■ **Data items**
━━━━━━━━━━

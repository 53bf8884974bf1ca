//! Signing as an explicit state machine.
//!
//! `StageN` holds the result of stage `N` together with everything later
//! stages need; its outgoing message is available through the matching
//! accessor. Each `proceed_*` consumes the session and returns the next state
//! or `Aborted`. Dropping a session zeroizes its [`SignKey`](super::SignKey).
//! `proceed_stage8` spends the offline stage: after it the session holds only
//! public values and its own partial signature.

use super::messages::*;
use super::stages::*;
use crate::error::{Error, Result, Stage};
use crate::keygen::LocalKey;
use crate::types::{PartyIndex, Signature};
use k256::ProjectivePoint;
use std::collections::BTreeMap;
use std::fmt;
use tracing::warn;

pub struct Stage1State {
    local_key: LocalKey,
    signers: Vec<PartyIndex>,
    out1: SignStage1Output,
}

pub struct Stage2State {
    prev: Stage1State,
    round1: BTreeMap<PartyIndex, SignRound1Message>,
    out2: SignStage2Output,
}

pub struct Stage3State {
    prev: Stage2State,
    round2: BTreeMap<PartyIndex, SignRound2Message>,
    out3: SignStage3Output,
}

pub struct Stage4State {
    prev: Stage3State,
    round3: BTreeMap<PartyIndex, SignRound3Message>,
    out4: SignStage4Output,
    message: SignRound4Message,
}

pub struct Stage5State {
    prev: Stage4State,
    out5: SignStage5Output,
}

pub struct Stage6State {
    prev: Stage5State,
    out6: SignStage6Output,
}

/// Signing session of one party
pub enum SigningSession {
    Stage1(Box<Stage1State>),
    Stage2(Box<Stage2State>),
    Stage3(Box<Stage3State>),
    Stage4(Box<Stage4State>),
    Stage5(Box<Stage5State>),
    Stage6(Box<Stage6State>),
    /// Offline phase done; ready for a message
    Stage7(Box<CompletedOfflineStage>),
    /// Offline stage spent on one message
    Stage8(Box<SignStage8Output>),
    Completed(Signature),
    Aborted { stage: Stage, error: Error },
}

impl fmt::Debug for SigningSession {
    fn fmt(&self, f: &mut fmt::Formatter<'_>) -> fmt::Result {
        match self {
            Self::Completed(sig) => f.debug_tuple("Completed").field(sig).finish(),
            Self::Aborted { stage, error } => f
                .debug_struct("Aborted")
                .field("stage", stage)
                .field("error", error)
                .finish(),
            other => write!(f, "SigningSession({})", other.stage()),
        }
    }
}

impl SigningSession {
    /// Run stage 1 for `local_key` with the signing set `signers`
    pub fn start(local_key: LocalKey, signers: &[PartyIndex]) -> Self {
        let result = check_signing_set(&local_key, signers).and_then(|signers| {
            let out1 = stage1(&SignStage1Input {
                local_key: &local_key,
                signers: &signers,
            })?;
            Ok((signers, out1))
        });
        match result {
            Ok((signers, out1)) => Self::Stage1(Box::new(Stage1State {
                local_key,
                signers,
                out1,
            })),
            Err(error) => Self::abort(Stage::Sign(1), error),
        }
    }

    /// Resume from a stored offline stage
    pub fn from_offline(offline: CompletedOfflineStage) -> Self {
        Self::Stage7(Box::new(offline))
    }

    fn abort(stage: Stage, error: Error) -> Self {
        warn!(%stage, %error, "Signing aborted");
        Self::Aborted { stage, error }
    }

    fn unexpected(self, stage: Stage) -> Self {
        match self {
            aborted @ Self::Aborted { .. } => aborted,
            other => {
                let error = Error::Internal(format!(
                    "cannot run {} from {}",
                    stage,
                    other.stage()
                ));
                Self::abort(stage, error)
            }
        }
    }

    /// Stage the session is at
    pub fn stage(&self) -> Stage {
        match self {
            Self::Stage1(_) => Stage::Sign(1),
            Self::Stage2(_) => Stage::Sign(2),
            Self::Stage3(_) => Stage::Sign(3),
            Self::Stage4(_) => Stage::Sign(4),
            Self::Stage5(_) => Stage::Sign(5),
            Self::Stage6(_) => Stage::Sign(6),
            Self::Stage7(_) => Stage::Sign(7),
            Self::Stage8(_) => Stage::Sign(8),
            Self::Completed(_) => Stage::Sign(9),
            Self::Aborted { stage, .. } => *stage,
        }
    }

    pub fn is_aborted(&self) -> bool {
        matches!(self, Self::Aborted { .. })
    }

    /// Turn `Aborted` into its error
    pub fn check(self) -> Result<Self> {
        match self {
            Self::Aborted { error, .. } => Err(error),
            other => Ok(other),
        }
    }

    pub fn proceed_stage2(self, round1: BTreeMap<PartyIndex, SignRound1Message>) -> Self {
        const STAGE: Stage = Stage::Sign(2);
        let state = match self {
            Self::Stage1(state) => *state,
            other => return other.unexpected(STAGE),
        };
        let result = stage2(&SignStage2Input {
            local_key: &state.local_key,
            signers: &state.signers,
            sign_key: &state.out1.sign_key,
            round1: &round1,
        });
        match result {
            Ok(out2) => Self::Stage2(Box::new(Stage2State {
                prev: state,
                round1,
                out2,
            })),
            Err(error) => Self::abort(STAGE, error),
        }
    }

    /// `round2` holds the messages addressed to this party
    pub fn proceed_stage3(self, round2: BTreeMap<PartyIndex, SignRound2Message>) -> Self {
        const STAGE: Stage = Stage::Sign(3);
        let state = match self {
            Self::Stage2(state) => *state,
            other => return other.unexpected(STAGE),
        };
        let base = &state.prev;
        let result = stage3(&SignStage3Input {
            local_key: &base.local_key,
            signers: &base.signers,
            stage1: &base.out1,
            stage2: &state.out2,
            round2: &round2,
        });
        match result {
            Ok(out3) => Self::Stage3(Box::new(Stage3State {
                prev: state,
                round2,
                out3,
            })),
            Err(error) => Self::abort(STAGE, error),
        }
    }

    pub fn proceed_stage4(self, mut round3: BTreeMap<PartyIndex, SignRound3Message>) -> Self {
        const STAGE: Stage = Stage::Sign(4);
        let state = match self {
            Self::Stage3(state) => *state,
            other => return other.unexpected(STAGE),
        };
        let base = &state.prev.prev;
        round3.insert(base.local_key.i, state.out3.message.clone());
        let result = stage4(&SignStage4Input {
            index: base.local_key.i,
            signers: &base.signers,
            round3: &round3,
        });
        match result {
            Ok(out4) => {
                let message = SignRound4Message {
                    index: base.local_key.i,
                    decom1: base.out1.decom1.clone(),
                };
                Self::Stage4(Box::new(Stage4State {
                    prev: state,
                    round3,
                    out4,
                    message,
                }))
            }
            Err(error) => Self::abort(STAGE, error),
        }
    }

    pub fn proceed_stage5(self, round4: BTreeMap<PartyIndex, SignRound4Message>) -> Self {
        const STAGE: Stage = Stage::Sign(5);
        let state = match self {
            Self::Stage4(state) => *state,
            other => return other.unexpected(STAGE),
        };
        let s3 = &state.prev;
        let s2 = &s3.prev;
        let base = &s2.prev;
        let result = stage5(&SignStage5Input {
            local_key: &base.local_key,
            signers: &base.signers,
            stage1: &base.out1,
            delta_inv: state.out4.delta_inv,
            round1: &s2.round1,
            round2: &s3.round2,
            round4: &round4,
        });
        match result {
            Ok(out5) => Self::Stage5(Box::new(Stage5State { prev: state, out5 })),
            Err(error) => Self::abort(STAGE, error),
        }
    }

    pub fn proceed_stage6(self, round5: BTreeMap<PartyIndex, SignRound5Message>) -> Self {
        const STAGE: Stage = Stage::Sign(6);
        let state = match self {
            Self::Stage5(state) => *state,
            other => return other.unexpected(STAGE),
        };
        let s3 = &state.prev.prev;
        let s2 = &s3.prev;
        let base = &s2.prev;
        let result = stage6(&SignStage6Input {
            local_key: &base.local_key,
            signers: &base.signers,
            stage3: &s3.out3,
            stage5: &state.out5,
            round1: &s2.round1,
            round5: &round5,
        });
        match result {
            Ok(out6) => Self::Stage6(Box::new(Stage6State { prev: state, out6 })),
            Err(error) => Self::abort(STAGE, error),
        }
    }

    /// Last offline stage; on success the session holds a [`CompletedOfflineStage`]
    pub fn proceed_stage7(self, round6: BTreeMap<PartyIndex, SignRound6Message>) -> Self {
        const STAGE: Stage = Stage::Sign(7);
        let state = match self {
            Self::Stage6(state) => *state,
            other => return other.unexpected(STAGE),
        };
        let Stage6State { prev, out6 } = state;
        let Stage5State { prev, out5 } = prev;
        let Stage4State { prev, round3, .. } = prev;
        let Stage3State { prev, out3, .. } = prev;
        let Stage1State {
            local_key,
            signers,
            out1,
        } = prev.prev;
        let result = stage7(SignStage7Input {
            local_key: &local_key,
            signers: &signers,
            sign_key: out1.sign_key,
            stage3: &out3,
            stage5: &out5,
            stage6: &out6,
            round3: &round3,
            round6: &round6,
        });
        match result {
            Ok(offline) => Self::Stage7(Box::new(offline)),
            Err(error) => Self::abort(STAGE, error),
        }
    }

    /// Compute this party's partial signature of a 32-byte digest.
    /// Only a `Stage7` session can sign, and only once.
    pub fn proceed_stage8(self, message: &[u8; 32]) -> Self {
        const STAGE: Stage = Stage::Sign(8);
        let offline = match self {
            Self::Stage7(offline) => *offline,
            other => return other.unexpected(STAGE),
        };
        match stage8(SignStage8Input { offline, message }) {
            Ok(out8) => Self::Stage8(Box::new(out8)),
            Err(error) => Self::abort(STAGE, error),
        }
    }

    pub fn proceed_stage9(self, mut partials: BTreeMap<PartyIndex, PartialSignature>) -> Self {
        const STAGE: Stage = Stage::Sign(9);
        let state = match self {
            Self::Stage8(state) => *state,
            other => return other.unexpected(STAGE),
        };
        partials.insert(state.partial.index, state.partial.clone());
        let result = stage9(&SignStage9Input {
            stage8: &state,
            partials: &partials,
        });
        match result {
            Ok(signature) => Self::Completed(signature),
            Err(error) => Self::abort(STAGE, error),
        }
    }

    pub fn round1_message(&self) -> Option<&SignRound1Message> {
        match self {
            Self::Stage1(state) => Some(&state.out1.message),
            _ => None,
        }
    }

    /// Outgoing MtA answers keyed by recipient
    pub fn round2_messages(&self) -> Option<&BTreeMap<PartyIndex, SignRound2Message>> {
        match self {
            Self::Stage2(state) => Some(&state.out2.messages),
            _ => None,
        }
    }

    pub fn round3_message(&self) -> Option<&SignRound3Message> {
        match self {
            Self::Stage3(state) => Some(&state.out3.message),
            _ => None,
        }
    }

    pub fn round4_message(&self) -> Option<&SignRound4Message> {
        match self {
            Self::Stage4(state) => Some(&state.message),
            _ => None,
        }
    }

    pub fn round5_message(&self) -> Option<&SignRound5Message> {
        match self {
            Self::Stage5(state) => Some(&state.out5.message),
            _ => None,
        }
    }

    pub fn round6_message(&self) -> Option<&SignRound6Message> {
        match self {
            Self::Stage6(state) => Some(&state.out6.message),
            _ => None,
        }
    }

    /// Presignature point `R`, once the offline phase is done
    pub fn r_point(&self) -> Option<ProjectivePoint> {
        match self {
            Self::Stage7(offline) => Some(offline.r_point),
            Self::Stage8(state) => Some(state.r_point),
            _ => None,
        }
    }

    pub fn partial_signature(&self) -> Option<&PartialSignature> {
        match self {
            Self::Stage8(state) => Some(&state.partial),
            _ => None,
        }
    }

    pub fn signature(&self) -> Option<&Signature> {
        match self {
            Self::Completed(signature) => Some(signature),
            _ => None,
        }
    }

    /// Take the offline result out of a `Stage7` session
    pub fn into_offline(self) -> Result<CompletedOfflineStage> {
        match self.check()? {
            Self::Stage7(offline) => Ok(*offline),
            other => Err(Error::Internal(format!(
                "offline stage not completed ({})",
                other.stage()
            ))),
        }
    }

    pub fn into_signature(self) -> Result<Signature> {
        match self.check()? {
            Self::Completed(signature) => Ok(signature),
            other => Err(Error::Internal(format!(
                "signature not completed ({})",
                other.stage()
            ))),
        }
    }
}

━━━━━━━━━━

■ **Exercise requirements**
Using the records above, copy each line that contains "holds".

■ **Written response**
//! `StageN` holds the result of stage `N` together with everything later
//! `proceed_stage8` spends the offline stage: after it the session holds only
    /// `round2` holds the messages addressed to this party
    /// Last offline stage; on success the session holds a [`CompletedOfflineStage`]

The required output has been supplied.